Bizarrement, les journalistes de plateaux dont la première question était : « Condamnez-vous l’attaque terroriste du Hamas du 7 octobre ? », ne demandent jamais à présent : « Condamnez-vous le génocide commis par le gouvernement d’extrême droite israélien ? ».

La « grande démocratie d’Israël » tue plus de 150 journalistes mais ce sont toujours les valeurs de l’Occident qui sont mises en avant.

Lorsqu’un otage israélien est libéré, vous connaissez son nom, il y a un article entier qui parle de lui. Parmi les dizaines de milliers d’enfants qui sont morts à Gaza, avez-vous lu des dizaines de milliers d’articles de presse ? Gaza bat le record du monde des journalistes abattus et l’État sioniste en interdit l’entrée aux journalistes internationaux. La « grande démocratie d’Israël » tue plus de 150 journalistes mais ce sont toujours les valeurs de l’Occident qui sont mises en avant.

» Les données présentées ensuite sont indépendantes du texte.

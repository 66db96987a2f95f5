use criterion::{criterion_group, criterion_main, BatchSize, Criterion};
use prefix_router::{Router, RouterBuilder};

const RULES: &[&str] = &[
    "/",
    "/about",
    "/user",
    "/user/{name}",
    "/user/{name}/posts",
    "/user/{name}/posts/{id}",
    "/user/{name}/files/{*path}",
    "/static/{*path}",
    "/api/v1/{resource}/{id}",
];

fn build() -> Router<usize> {
    let mut builder = RouterBuilder::new();
    builder.add_many(RULES.iter().copied().zip(0..));
    builder.build().unwrap()
}

fn router_route(c: &mut Criterion) {
    let mut group = c.benchmark_group("router-route");

    group.bench_function("single-route", |b| {
        let mut builder = RouterBuilder::new();
        builder.add("/hello/{name}", 1_usize);
        let router = builder.build().unwrap();
        b.iter_with_large_drop(|| router.route("/hello/world"))
    });

    let router = build();

    group.bench_function("constant", |b| {
        b.iter_with_large_drop(|| router.route("/about"))
    });

    group.bench_function("captures", |b| {
        b.iter_with_large_drop(|| router.route("/user/alice/posts/42"))
    });

    group.bench_function("wildcard", |b| {
        b.iter_with_large_drop(|| router.route("/user/alice/files/a/b/c.txt"))
    });

    group.bench_function("miss", |b| {
        b.iter_with_large_drop(|| router.route("/user/alice/unknown"))
    });
}

fn router_build(c: &mut Criterion) {
    let mut group = c.benchmark_group("router-build");

    group.bench_function("many-routes", |b| {
        b.iter_batched(
            || {
                let mut builder = RouterBuilder::new();
                builder.add_many(RULES.iter().copied().zip(0_usize..));
                builder
            },
            |builder| builder.build().unwrap(),
            BatchSize::SmallInput,
        )
    });
}

criterion_group!(benches, router_route, router_build);
criterion_main!(benches);
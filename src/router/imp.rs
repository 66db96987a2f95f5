use super::captures::Captures;
use super::observer::{RouteEvent, RouteObserver, TraceEvents};
use super::{Node, Router};

use crate::slice::Slice;

use std::fmt;

impl<T> Router<T> {
    /// Finds the rule matching the whole `input`.
    ///
    /// Captured values borrow `input`, capture names and the handler borrow the router.
    pub fn route<'r, 'p>(&'r self, input: &'p str) -> Option<(&'r T, Captures<'r, 'p>)> {
        self.route_slice(Slice::new(input))
    }

    /// Like [`route`](Self::route), for a window of a larger buffer.
    ///
    /// Captured ranges refer to the backing buffer of `input`.
    pub fn route_slice<'r, 'p>(&'r self, input: Slice<'p>) -> Option<(&'r T, Captures<'r, 'p>)> {
        self.navigate(input, &mut TraceEvents)
            .map(|(id, captures)| (&self.rules[id].handler, captures))
    }

    /// Like [`route`](Self::route), reporting every decision to `observer`.
    pub fn route_observed<'r, 'p, O>(
        &'r self,
        input: &'p str,
        observer: &mut O,
    ) -> Option<(&'r T, Captures<'r, 'p>)>
    where
        O: RouteObserver + ?Sized,
    {
        self.navigate(Slice::new(input), observer)
            .map(|(id, captures)| (&self.rules[id].handler, captures))
    }

    /// The number of registered rules.
    pub fn len(&self) -> usize {
        self.rules.len()
    }

    pub fn is_empty(&self) -> bool {
        self.rules.is_empty()
    }

    /// Returns the index of the matched rule.
    pub(super) fn navigate<'r, 'p, O>(
        &'r self,
        input: Slice<'p>,
        observer: &mut O,
    ) -> Option<(usize, Captures<'r, 'p>)>
    where
        O: RouteObserver + ?Sized,
    {
        if let Some(&id) = self.quick_match.get(input.as_str()) {
            let rule = &self.rules[id];
            observer.on_event(&RouteEvent::QuickMatch {
                input,
                pattern: rule.query.as_str(),
            });
            return Some((id, Captures::new()));
        }

        let mut captures = Captures::new();
        let mut cursor = input;
        let mut current: Option<&'r Node> = None;
        let mut next: &'r [Node] = &self.root;

        while !cursor.is_empty() && !next.is_empty() {
            let mut best: Option<(usize, &'r Node)> = None;
            for node in next {
                match node.token.matches(cursor.as_str()) {
                    Some(len) if len > best.map_or(0, |(max, _)| max) => best = Some((len, node)),
                    _ => {}
                }
            }

            let (len, node) = match best {
                Some(b) => b,
                None => break,
            };

            let matched = cursor.head(len);
            if let Some(name) = node.token.name() {
                captures.push(name, matched);
            }
            observer.on_event(&RouteEvent::Step {
                token: &node.token,
                matched,
            });

            cursor = cursor.skip(len);
            current = Some(node);
            next = &node.children;
        }

        if !cursor.is_empty() {
            observer.on_event(&RouteEvent::NoContinuation {
                input,
                remaining: cursor,
            });
            return None;
        }

        match current.and_then(|node| node.terminal) {
            Some(id) => {
                let rule = &self.rules[id];
                observer.on_event(&RouteEvent::Matched {
                    input,
                    pattern: rule.query.as_str(),
                });
                Some((id, captures))
            }
            None => {
                observer.on_event(&RouteEvent::Incomplete { input });
                None
            }
        }
    }
}

/// Prints the compiled tree, one edge per line.
impl<T: fmt::Debug> fmt::Display for Router<T> {
    fn fmt(&self, f: &mut fmt::Formatter<'_>) -> fmt::Result {
        writeln!(f, "<root>")?;
        for node in self.root.iter() {
            self.fmt_node(f, node, 1)?;
        }
        Ok(())
    }
}

impl<T: fmt::Debug> Router<T> {
    fn fmt_node(&self, f: &mut fmt::Formatter<'_>, node: &Node, depth: usize) -> fmt::Result {
        write!(f, "{:indent$}{}", "", node.token, indent = depth * 4)?;
        if let Some(id) = node.terminal {
            write!(f, " -> {:?}", self.rules[id].handler)?;
        }
        writeln!(f)?;
        for child in node.children.iter() {
            self.fmt_node(f, child, depth + 1)?;
        }
        Ok(())
    }
}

En résumé, rien ne peut expliquer, justifier ou excuser la lutte armée palestinienne envers les forces d’occupations israéliennes, cependant nous pouvons expliquer, justifier ou excuser le colonialisme et les représailles totalement disproportionnées des Israéliens à l’encontre des Palestiniens.
Reste les crimes de guerre dont le Hamas est loin de détenir la palme d’or. Le ministre des Finances israélien Bezalel Smotrich a annoncé récemment que le plan de construction d’une nouvelle colonie sur un terrain inscrit au Patrimoine mondial de l’UNESCO en Cisjordanie avait été approuvé.

Ces dix derniers mois, l’ONU a recensé 1250 attaques de colons contre des Palestiniens. Après Gaza, c’est maintenant au tour de la Cisjordanie de connaître un nettoyage ethnique. En Cisjordanie, il n’y a pas de Hamas. On peut dès lors constater qu’avec ou sans Hamas, cela ne change strictement rien.

Avant d’être informé des prochaines horreurs, il est temps pour nous d’alerter et susciter l’esprit critique, indispensable à l’exercice d’une démocratie vivante. Ce n’est pas grand-chose, mais si nous sommes très nombreux à refuser l’humanité sélective, ça changera tout.